_The input:_
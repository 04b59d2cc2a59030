//! Patfinder Search - patent discovery through pluggable search providers.
//!
//! This crate turns a molecular profile into discovery queries, executes
//! them through a search provider with fallbacks, and extracts patent
//! identifiers from whatever shape the responses come back in.
//!
//! # Features
//!
//! - **Provider Abstraction**: Unified trait over search backends
//! - **Query Planning**: Deterministic, bounded query panels per profile
//! - **Multi-Strategy Execution**: Primary provider with direct-fetch fallback
//! - **Schema-Tolerant Extraction**: Pattern matching over arbitrary JSON
//!
//! # Example
//!
//! ```rust
//! use patfinder_chem::MolecularProfile;
//! use patfinder_core::DiscoveryConfig;
//! use patfinder_search::build_query_plan;
//!
//! let profile = MolecularProfile::empty("darolutamide");
//! let plan = build_query_plan(&profile, &DiscoveryConfig::default());
//!
//! // Year-banded and assignee panels need only the molecule name.
//! assert_eq!(plan.len(), 14);
//! assert!(plan[0].text.contains("darolutamide"));
//! ```
//!
//! # Strategy Chain
//!
//! Each query walks the configured strategy chain until one strategy
//! yields at least one identifier:
//!
//! ```text
//! SearchQuery → provider (keyword engine) → extractor → identifiers
//!                   ↓ empty or error
//!               direct_fetch (plain web search) → extractor → identifiers
//! ```
//!
//! Strategy failures are logged and counted, never propagated: a query
//! that yields nothing is a normal outcome of discovery.

#![warn(missing_docs)]
#![warn(clippy::all)]
#![warn(clippy::pedantic)]
#![allow(clippy::module_name_repetitions)]
#![allow(clippy::missing_errors_doc)]
#![allow(clippy::missing_panics_doc)]

pub mod error;
pub mod executor;
pub mod extract;
pub mod plan;
pub mod provider;
pub mod providers;

// Re-export commonly used types
pub use error::{Result, SearchError};
pub use executor::DiscoveryExecutor;
pub use extract::{
    extract_wo_from_value, extract_wo_numbers, wo_from_publication_number, FilingMatcher,
};
pub use plan::{build_query_plan, QueryOrigin, SearchQuery};
pub use provider::SearchProvider;
pub use providers::SerpApiProvider;
//! Patfinder Registry - National-registry deep search.
//!
//! Queries a national medicine registry proxy for patent filings linked to
//! a molecule. The search casts a wide net: the molecule name in several
//! casings, each development code with separator-stripped variants, and the
//! CAS number, capped and deduplicated before any request goes out.
//!
//! # Query Expansion
//!
//! For "Darolutamide" with dev code `ODM-201` and CAS `1297538-32-9`:
//!
//! ```text
//! Darolutamide, darolutamide, DAROLUTAMIDE,
//! ODM-201, ODM201,
//! 1297538-32-9
//! ```
//!
//! Per-query failures are logged and tallied but never abort the search;
//! a run with a broken registry endpoint simply returns fewer filings.

use patfinder_core::{AppConfig, RegistryConfig, RequestLog, StatsCollector};
use serde::{Deserialize, Serialize};
use serde_json::Value;
use std::collections::HashSet;
use std::time::{Duration, Instant};
use thiserror::Error;

/// Registry search errors
#[derive(Debug, Error)]
pub enum RegistryError {
    /// Transport-level failure talking to the registry proxy
    #[error("registry network error: {0}")]
    Network(#[from] reqwest::Error),

    /// Response body was not the expected JSON shape
    #[error("registry response parse error: {0}")]
    Parse(String),
}

/// Result type for registry operations
pub type Result<T> = std::result::Result<T, RegistryError>;

/// One filing returned by the registry proxy.
///
/// The proxy's record schema is loose, so the full payload is kept
/// alongside the title used for deduplication.
#[derive(Debug, Clone, Serialize, Deserialize)]
pub struct RegistryFiling {
    /// Filing title as reported by the registry
    pub title: String,
    /// Complete registry record
    pub raw: Value,
}

/// Client for the national-registry search proxy.
pub struct RegistryClient {
    client: reqwest::Client,
    base_url: String,
    config: RegistryConfig,
}

impl RegistryClient {
    /// Build a client from configuration.
    ///
    /// Returns `Ok(None)` when no registry endpoint is configured, which
    /// disables the deep-search stage for the run.
    pub fn from_config(config: &AppConfig) -> Result<Option<Self>> {
        let base_url = match config.registry.base_url.clone() {
            Some(url) => url,
            None => {
                tracing::debug!("Registry endpoint not configured, deep search disabled");
                return Ok(None);
            }
        };

        let client = reqwest::Client::builder()
            .timeout(Duration::from_secs(config.registry.timeout_secs))
            .build()?;

        Ok(Some(Self {
            client,
            base_url,
            config: config.registry.clone(),
        }))
    }

    /// Run the expanded query set against the registry proxy.
    ///
    /// Never fails as a whole: queries that error are tallied under
    /// `registry` and skipped. Results are deduplicated by normalized
    /// title, keeping first-seen order.
    pub async fn deep_search(
        &self,
        molecule: &str,
        dev_codes: &[String],
        cas: Option<&str>,
        stats: &StatsCollector,
    ) -> Vec<RegistryFiling> {
        let queries = build_queries(molecule, dev_codes, cas, &self.config);
        tracing::info!("Registry search for {}: {} queries", molecule, queries.len());
        stats.add_registry_queries(queries.len() as u64);

        let mut filings = Vec::new();
        for (i, query) in queries.iter().enumerate() {
            tracing::debug!("Registry query {}/{}: {}", i + 1, queries.len(), query);
            match self.fetch_query(query, stats).await {
                Ok(found) if !found.is_empty() => {
                    tracing::info!("Registry query {} found {} filings", query, found.len());
                    filings.extend(found);
                }
                Ok(_) => {
                    tracing::debug!("Registry query {} found no filings", query);
                }
                Err(e) => {
                    tracing::warn!("Registry query {} failed: {}", query, e);
                    stats.record_error("registry");
                    continue;
                }
            }

            tokio::time::sleep(Duration::from_millis(self.config.delay_between_queries_ms))
                .await;
        }

        let unique = dedup_by_title(filings);
        stats.add_registry_results(unique.len() as u64);
        tracing::info!("Registry search complete: {} unique filings", unique.len());
        unique
    }

    async fn fetch_query(
        &self,
        query: &str,
        stats: &StatsCollector,
    ) -> Result<Vec<RegistryFiling>> {
        let start = Instant::now();
        let response = self
            .client
            .get(&self.base_url)
            .query(&[("medicine", query)])
            .send()
            .await;

        let step = format!("registry_{query}");
        let response = match response {
            Ok(response) => response,
            Err(e) => {
                stats.record_request(RequestLog {
                    step,
                    url: self.base_url.clone(),
                    status: None,
                    response_bytes: 0,
                    elapsed_ms: elapsed_ms(start),
                    error: Some(e.to_string()),
                });
                return Err(RegistryError::Network(e));
            }
        };

        let status = response.status();
        let body = response
            .text()
            .await
            .unwrap_or_else(|_| "Unknown error".to_string());
        stats.record_request(RequestLog {
            step,
            url: self.base_url.clone(),
            status: Some(status.as_u16()),
            response_bytes: body.len(),
            elapsed_ms: elapsed_ms(start),
            error: (!status.is_success()).then(|| format!("status {}", status.as_u16())),
        });

        if !status.is_success() {
            tracing::debug!("Registry returned status {} for {}", status.as_u16(), query);
            return Ok(Vec::new());
        }

        let payload: Value = serde_json::from_str(&body)
            .map_err(|e| RegistryError::Parse(e.to_string()))?;
        let items = payload
            .get("data")
            .and_then(Value::as_array)
            .cloned()
            .unwrap_or_default();

        Ok(items
            .into_iter()
            .map(|raw| RegistryFiling {
                title: raw
                    .get("title")
                    .and_then(Value::as_str)
                    .unwrap_or_default()
                    .to_string(),
                raw,
            })
            .collect())
    }
}

/// Expand a molecule into registry queries: name casings, dev-code
/// variants, CAS. Order-preserving dedup, capped at `max_queries`.
fn build_queries(
    molecule: &str,
    dev_codes: &[String],
    cas: Option<&str>,
    config: &RegistryConfig,
) -> Vec<String> {
    let mut raw = vec![
        molecule.to_string(),
        molecule.to_lowercase(),
        molecule.to_uppercase(),
    ];

    for code in dev_codes.iter().take(config.max_dev_codes) {
        raw.push(code.clone());
        raw.push(code.replace('-', ""));
        raw.push(code.replace(' ', ""));
    }

    if let Some(cas) = cas {
        raw.push(cas.to_string());
    }

    let mut seen = HashSet::new();
    let mut queries: Vec<String> = raw.into_iter().filter(|q| seen.insert(q.clone())).collect();
    queries.truncate(config.max_queries);
    queries
}

/// Deduplicate filings by title with spaces stripped and case folded.
/// Filings with an empty normalized title are dropped.
fn dedup_by_title(filings: Vec<RegistryFiling>) -> Vec<RegistryFiling> {
    let mut seen = HashSet::new();
    filings
        .into_iter()
        .filter(|filing| {
            let key: String = filing
                .title
                .chars()
                .filter(|c| !c.is_whitespace())
                .collect::<String>()
                .to_uppercase();
            !key.is_empty() && seen.insert(key)
        })
        .collect()
}

fn elapsed_ms(start: Instant) -> u64 {
    u64::try_from(start.elapsed().as_millis()).unwrap_or(u64::MAX)
}

#[cfg(test)]
mod tests {
    use super::*;
    use serde_json::json;

    fn filing(title: &str) -> RegistryFiling {
        RegistryFiling {
            title: title.to_string(),
            raw: json!({ "title": title }),
        }
    }

    #[test]
    fn test_build_queries_expands_and_dedups() {
        let dev_codes = vec![
            "ODM-201".to_string(),
            "BAY 1841788".to_string(),
            "ODM-201".to_string(),
        ];
        let queries = build_queries(
            "Darolutamide",
            &dev_codes,
            Some("1297538-32-9"),
            &RegistryConfig::default(),
        );

        assert_eq!(
            queries,
            vec![
                "Darolutamide",
                "darolutamide",
                "DAROLUTAMIDE",
                "ODM-201",
                "ODM201",
                "BAY 1841788",
                "BAY1841788",
                "1297538-32-9",
            ]
        );
    }

    #[test]
    fn test_build_queries_respects_caps() {
        let dev_codes: Vec<String> = (0..12).map(|i| format!("AB-{i:04}")).collect();
        let config = RegistryConfig::default();
        let queries = build_queries("molecule", &dev_codes, Some("50-78-2"), &config);

        assert_eq!(queries.len(), config.max_queries);
        // Name casings come first, and the eleventh and twelfth codes
        // never contribute
        assert_eq!(queries[0], "molecule");
        assert!(!queries.iter().any(|q| q.contains("0010")));
        assert!(!queries.iter().any(|q| q.contains("0011")));
    }

    #[test]
    fn test_build_queries_without_cas() {
        let queries = build_queries("aspirin", &[], None, &RegistryConfig::default());
        assert_eq!(queries, vec!["aspirin", "ASPIRIN"]);
    }

    #[test]
    fn test_dedup_by_title_first_seen() {
        let filings = vec![
            filing("Pharmaceutical composition"),
            filing("PHARMACEUTICAL  COMPOSITION"),
            filing(""),
            filing("Crystalline form"),
        ];

        let unique = dedup_by_title(filings);
        assert_eq!(unique.len(), 2);
        assert_eq!(unique[0].title, "Pharmaceutical composition");
        assert_eq!(unique[1].title, "Crystalline form");
    }

    #[test]
    fn test_client_disabled_without_base_url() {
        let client = RegistryClient::from_config(&AppConfig::default()).unwrap();
        assert!(client.is_none());

        let mut configured = AppConfig::default();
        configured.registry.base_url = Some("https://registry.example/api/patents".to_string());
        assert!(RegistryClient::from_config(&configured).unwrap().is_some());
    }
}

_Assigned task:_ Using the entries above, return each line in which the word "identifiers" occurs.

_Task answer:_
//! identifiers from whatever shape the responses come back in.
//! SearchQuery → provider (keyword engine) → extractor → identifiers
//!               direct_fetch (plain web search) → extractor → identifiers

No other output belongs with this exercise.